● What to produce
Reproduce the entries below character for character.

(Stored data entries)
- Opening Delimiter -

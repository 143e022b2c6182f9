use axum::{
    extract::rejection::{PathRejection, QueryRejection},
    http::{header, HeaderValue, StatusCode},
    response::{IntoResponse, Response},
    Json,
};
use serde_json::json;
use thiserror::Error;
use tracing::error;

use crate::users::repo::StoreError;

pub const UNAUTHORIZED_DETAIL: &str = "Invalid credentials or expired token";
pub const INVALID_CREDENTIALS_DETAIL: &str = "Incorrect email or password";

#[derive(Error, Debug)]
pub enum AppError {
    #[error("validation failed: {0}")]
    Validation(#[from] validator::ValidationErrors),

    /// Query string or path segment that could not be decoded.
    #[error("{0}")]
    Malformed(String),

    #[error("{0}")]
    Conflict(String),

    /// Missing, invalid or expired bearer token, or a subject that no longer exists.
    #[error("unauthorized")]
    Unauthorized,

    #[error("invalid credentials")]
    InvalidCredentials,

    #[error("{0}")]
    BadRequest(String),

    #[error("{0}")]
    NotFound(String),

    #[error(transparent)]
    Internal(#[from] anyhow::Error),
}

impl From<StoreError> for AppError {
    fn from(err: StoreError) -> Self {
        match err {
            StoreError::Duplicate => AppError::Conflict("Record already exists".into()),
            StoreError::Database(e) => AppError::Internal(e.into()),
        }
    }
}

impl From<QueryRejection> for AppError {
    fn from(rejection: QueryRejection) -> Self {
        AppError::Malformed(rejection.body_text())
    }
}

impl From<PathRejection> for AppError {
    fn from(rejection: PathRejection) -> Self {
        AppError::Malformed(rejection.body_text())
    }
}

impl AppError {
    /// A uniqueness violation becomes a user-visible conflict with `message`; anything else is internal.
    pub fn from_store(err: StoreError, message: &str) -> Self {
        match err {
            StoreError::Duplicate => AppError::Conflict(message.into()),
            other => other.into(),
        }
    }
}

impl IntoResponse for AppError {
    fn into_response(self) -> Response {
        match self {
            AppError::Validation(errors) => (
                StatusCode::UNPROCESSABLE_ENTITY,
                Json(json!({ "detail": errors })),
            )
                .into_response(),
            AppError::Malformed(msg) => (
                StatusCode::UNPROCESSABLE_ENTITY,
                Json(json!({ "detail": msg })),
            )
                .into_response(),
            AppError::Conflict(msg) | AppError::BadRequest(msg) => {
                (StatusCode::BAD_REQUEST, Json(json!({ "detail": msg }))).into_response()
            }
            AppError::Unauthorized => {
                let mut res = (
                    StatusCode::UNAUTHORIZED,
                    Json(json!({ "detail": UNAUTHORIZED_DETAIL })),
                )
                    .into_response();
                res.headers_mut()
                    .insert(header::WWW_AUTHENTICATE, HeaderValue::from_static("Bearer"));
                res
            }
            AppError::InvalidCredentials => (
                StatusCode::UNAUTHORIZED,
                Json(json!({ "detail": INVALID_CREDENTIALS_DETAIL })),
            )
                .into_response(),
            AppError::NotFound(msg) => {
                (StatusCode::NOT_FOUND, Json(json!({ "detail": msg }))).into_response()
            }
            AppError::Internal(e) => {
                error!(error = ?e, "internal error");
                (
                    StatusCode::INTERNAL_SERVER_ERROR,
                    Json(json!({ "detail": "Internal server error" })),
                )
                    .into_response()
            }
        }
    }
}
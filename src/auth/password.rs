use std::borrow::Cow;

use argon2::{
    password_hash::{PasswordHash, PasswordHasher, PasswordVerifier, SaltString},
    Argon2,
};
use rand::rngs::OsRng;
use tracing::{debug, error};

/// Longest password prefix, in UTF-8 bytes, that reaches the hasher.
pub const MAX_PASSWORD_BYTES: usize = 72;

/// Cuts `plain` to at most 72 bytes, dropping a character split by the cut.
pub fn truncate_password(plain: &str) -> Cow<'_, str> {
    if plain.len() <= MAX_PASSWORD_BYTES {
        return Cow::Borrowed(plain);
    }
    let mut end = MAX_PASSWORD_BYTES;
    while !plain.is_char_boundary(end) {
        end -= 1;
    }
    Cow::Borrowed(&plain[..end])
}

pub fn hash_password(plain: &str) -> anyhow::Result<String> {
    let salt = SaltString::generate(&mut OsRng);
    let hash = Argon2::default()
        .hash_password(truncate_password(plain).as_bytes(), &salt)
        .map_err(|e| {
            error!(error = %e, "argon2 hash_password error");
            anyhow::anyhow!(e.to_string())
        })?
        .to_string();
    Ok(hash)
}

/// False for a wrong password and for any hash string that is not a parseable Argon2 PHC string.
pub fn verify_password(plain: &str, hash: &str) -> bool {
    let parsed = match PasswordHash::new(hash) {
        Ok(p) => p,
        Err(e) => {
            debug!(error = %e, "stored hash is not a PHC string");
            return false;
        }
    };
    Argon2::default()
        .verify_password(truncate_password(plain).as_bytes(), &parsed)
        .is_ok()
}

#[cfg(test)]
mod tests {
    use super::*;

    #[test]
    fn hash_and_verify_roundtrip() {
        let password = "Secur3P@ssw0rd!";
        let hash = hash_password(password).expect("hashing should succeed");
        assert!(verify_password(password, &hash));
    }

    #[test]
    fn verify_rejects_wrong_password() {
        let hash = hash_password("correct-horse-battery-staple").unwrap();
        assert!(!verify_password("wrong-password", &hash));
    }

    #[test]
    fn verify_is_false_on_malformed_hash() {
        assert!(!verify_password("anything", "not-a-valid-hash"));
        assert!(!verify_password("anything", "$2b$12$R9h/cIPz0gi.URNNX3kh2OPST9/PgBkqquzi.Ss7KIUgO2t0jWMUW"));
    }

    #[test]
    fn salts_differ_between_hashes() {
        let a = hash_password("same-password").unwrap();
        let b = hash_password("same-password").unwrap();
        assert_ne!(a, b);
        assert!(a.starts_with("$argon2"));
    }

    #[test]
    fn only_first_72_bytes_matter() {
        let prefix = "p".repeat(MAX_PASSWORD_BYTES);
        let first = format!("{prefix}tail-one");
        let second = format!("{prefix}a-completely-different-tail");
        let hash = hash_password(&first).unwrap();
        assert!(verify_password(&first, &hash));
        assert!(verify_password(&second, &hash));
        assert!(verify_password(&prefix, &hash));
    }

    #[test]
    fn truncation_drops_split_multibyte_char() {
        // 71 ASCII bytes followed by a 2-byte char straddling the limit.
        let plain = format!("{}é", "a".repeat(71));
        assert_eq!(plain.len(), 73);
        assert_eq!(truncate_password(&plain), "a".repeat(71));

        let short = "ção";
        assert!(matches!(truncate_password(short), Cow::Borrowed("ção")));
    }
}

- Closing Delimiter -

● Response box
repository 143e022b2c6182f9
use axum::{
    extract::rejection::{PathRejection, QueryRejection},
    http::{header, HeaderValue, StatusCode},
    response::{IntoResponse, Response},
    Json,
};
use serde_json::json;
use thiserror::Error;
use tracing::error;

use crate::users::repo::StoreError;

pub const UNAUTHORIZED_DETAIL: &str = "Invalid credentials or expired token";
pub const INVALID_CREDENTIALS_DETAIL: &str = "Incorrect email or password";

#[derive(Error, Debug)]
pub enum AppError {
    #[error("validation failed: {0}")]
    Validation(#[from] validator::ValidationErrors),

    /// Query string or path segment that could not be decoded.
    #[error("{0}")]
    Malformed(String),

    #[error("{0}")]
    Conflict(String),

    /// Missing, invalid or expired bearer token, or a subject that no longer exists.
    #[error("unauthorized")]
    Unauthorized,

    #[error("invalid credentials")]
    InvalidCredentials,

    #[error("{0}")]
    BadRequest(String),

    #[error("{0}")]
    NotFound(String),

    #[error(transparent)]
    Internal(#[from] anyhow::Error),
}

impl From<StoreError> for AppError {
    fn from(err: StoreError) -> Self {
        match err {
            StoreError::Duplicate => AppError::Conflict("Record already exists".into()),
            StoreError::Database(e) => AppError::Internal(e.into()),
        }
    }
}

impl From<QueryRejection> for AppError {
    fn from(rejection: QueryRejection) -> Self {
        AppError::Malformed(rejection.body_text())
    }
}

impl From<PathRejection> for AppError {
    fn from(rejection: PathRejection) -> Self {
        AppError::Malformed(rejection.body_text())
    }
}

impl AppError {
    /// A uniqueness violation becomes a user-visible conflict with `message`; anything else is internal.
    pub fn from_store(err: StoreError, message: &str) -> Self {
        match err {
            StoreError::Duplicate => AppError::Conflict(message.into()),
            other => other.into(),
        }
    }
}

impl IntoResponse for AppError {
    fn into_response(self) -> Response {
        match self {
            AppError::Validation(errors) => (
                StatusCode::UNPROCESSABLE_ENTITY,
                Json(json!({ "detail": errors })),
            )
                .into_response(),
            AppError::Malformed(msg) => (
                StatusCode::UNPROCESSABLE_ENTITY,
                Json(json!({ "detail": msg })),
            )
                .into_response(),
            AppError::Conflict(msg) | AppError::BadRequest(msg) => {
                (StatusCode::BAD_REQUEST, Json(json!({ "detail": msg }))).into_response()
            }
            AppError::Unauthorized => {
                let mut res = (
                    StatusCode::UNAUTHORIZED,
                    Json(json!({ "detail": UNAUTHORIZED_DETAIL })),
                )
                    .into_response();
                res.headers_mut()
                    .insert(header::WWW_AUTHENTICATE, HeaderValue::from_static("Bearer"));
                res
            }
            AppError::InvalidCredentials => (
                StatusCode::UNAUTHORIZED,
                Json(json!({ "detail": INVALID_CREDENTIALS_DETAIL })),
            )
                .into_response(),
            AppError::NotFound(msg) => {
                (StatusCode::NOT_FOUND, Json(json!({ "detail": msg }))).into_response()
            }
            AppError::Internal(e) => {
                error!(error = ?e, "internal error");
                (
                    StatusCode::INTERNAL_SERVER_ERROR,
                    Json(json!({ "detail": "Internal server error" })),
                )
                    .into_response()
            }
        }
    }
}
filename src/auth/password.rs
use std::borrow::Cow;

use argon2::{
    password_hash::{PasswordHash, PasswordHasher, PasswordVerifier, SaltString},
    Argon2,
};
use rand::rngs::OsRng;
use tracing::{debug, error};

/// Longest password prefix, in UTF-8 bytes, that reaches the hasher.
pub const MAX_PASSWORD_BYTES: usize = 72;

/// Cuts `plain` to at most 72 bytes, dropping a character split by the cut.
pub fn truncate_password(plain: &str) -> Cow<'_, str> {
    if plain.len() <= MAX_PASSWORD_BYTES {
        return Cow::Borrowed(plain);
    }
    let mut end = MAX_PASSWORD_BYTES;
    while !plain.is_char_boundary(end) {
        end -= 1;
    }
    Cow::Borrowed(&plain[..end])
}

pub fn hash_password(plain: &str) -> anyhow::Result<String> {
    let salt = SaltString::generate(&mut OsRng);
    let hash = Argon2::default()
        .hash_password(truncate_password(plain).as_bytes(), &salt)
        .map_err(|e| {
            error!(error = %e, "argon2 hash_password error");
            anyhow::anyhow!(e.to_string())
        })?
        .to_string();
    Ok(hash)
}

/// False for a wrong password and for any hash string that is not a parseable Argon2 PHC string.
pub fn verify_password(plain: &str, hash: &str) -> bool {
    let parsed = match PasswordHash::new(hash) {
        Ok(p) => p,
        Err(e) => {
            debug!(error = %e, "stored hash is not a PHC string");
            return false;
        }
    };
    Argon2::default()
        .verify_password(truncate_password(plain).as_bytes(), &parsed)
        .is_ok()
}

#[cfg(test)]
mod tests {
    use super::*;

    #[test]
    fn hash_and_verify_roundtrip() {
        let password = "Secur3P@ssw0rd!";
        let hash = hash_password(password).expect("hashing should succeed");
        assert!(verify_password(password, &hash));
    }

    #[test]
    fn verify_rejects_wrong_password() {
        let hash = hash_password("correct-horse-battery-staple").unwrap();
        assert!(!verify_password("wrong-password", &hash));
    }

    #[test]
    fn verify_is_false_on_malformed_hash() {
        assert!(!verify_password("anything", "not-a-valid-hash"));
        assert!(!verify_password("anything", "$2b$12$R9h/cIPz0gi.URNNX3kh2OPST9/PgBkqquzi.Ss7KIUgO2t0jWMUW"));
    }

    #[test]
    fn salts_differ_between_hashes() {
        let a = hash_password("same-password").unwrap();
        let b = hash_password("same-password").unwrap();
        assert_ne!(a, b);
        assert!(a.starts_with("$argon2"));
    }

    #[test]
    fn only_first_72_bytes_matter() {
        let prefix = "p".repeat(MAX_PASSWORD_BYTES);
        let first = format!("{prefix}tail-one");
        let second = format!("{prefix}a-completely-different-tail");
        let hash = hash_password(&first).unwrap();
        assert!(verify_password(&first, &hash));
        assert!(verify_password(&second, &hash));
        assert!(verify_password(&prefix, &hash));
    }

    #[test]
    fn truncation_drops_split_multibyte_char() {
        // 71 ASCII bytes followed by a 2-byte char straddling the limit.
        let plain = format!("{}é", "a".repeat(71));
        assert_eq!(plain.len(), 73);
        assert_eq!(truncate_password(&plain), "a".repeat(71));

        let short = "ção";
        assert!(matches!(truncate_password(short), Cow::Borrowed("ção")));
    }
}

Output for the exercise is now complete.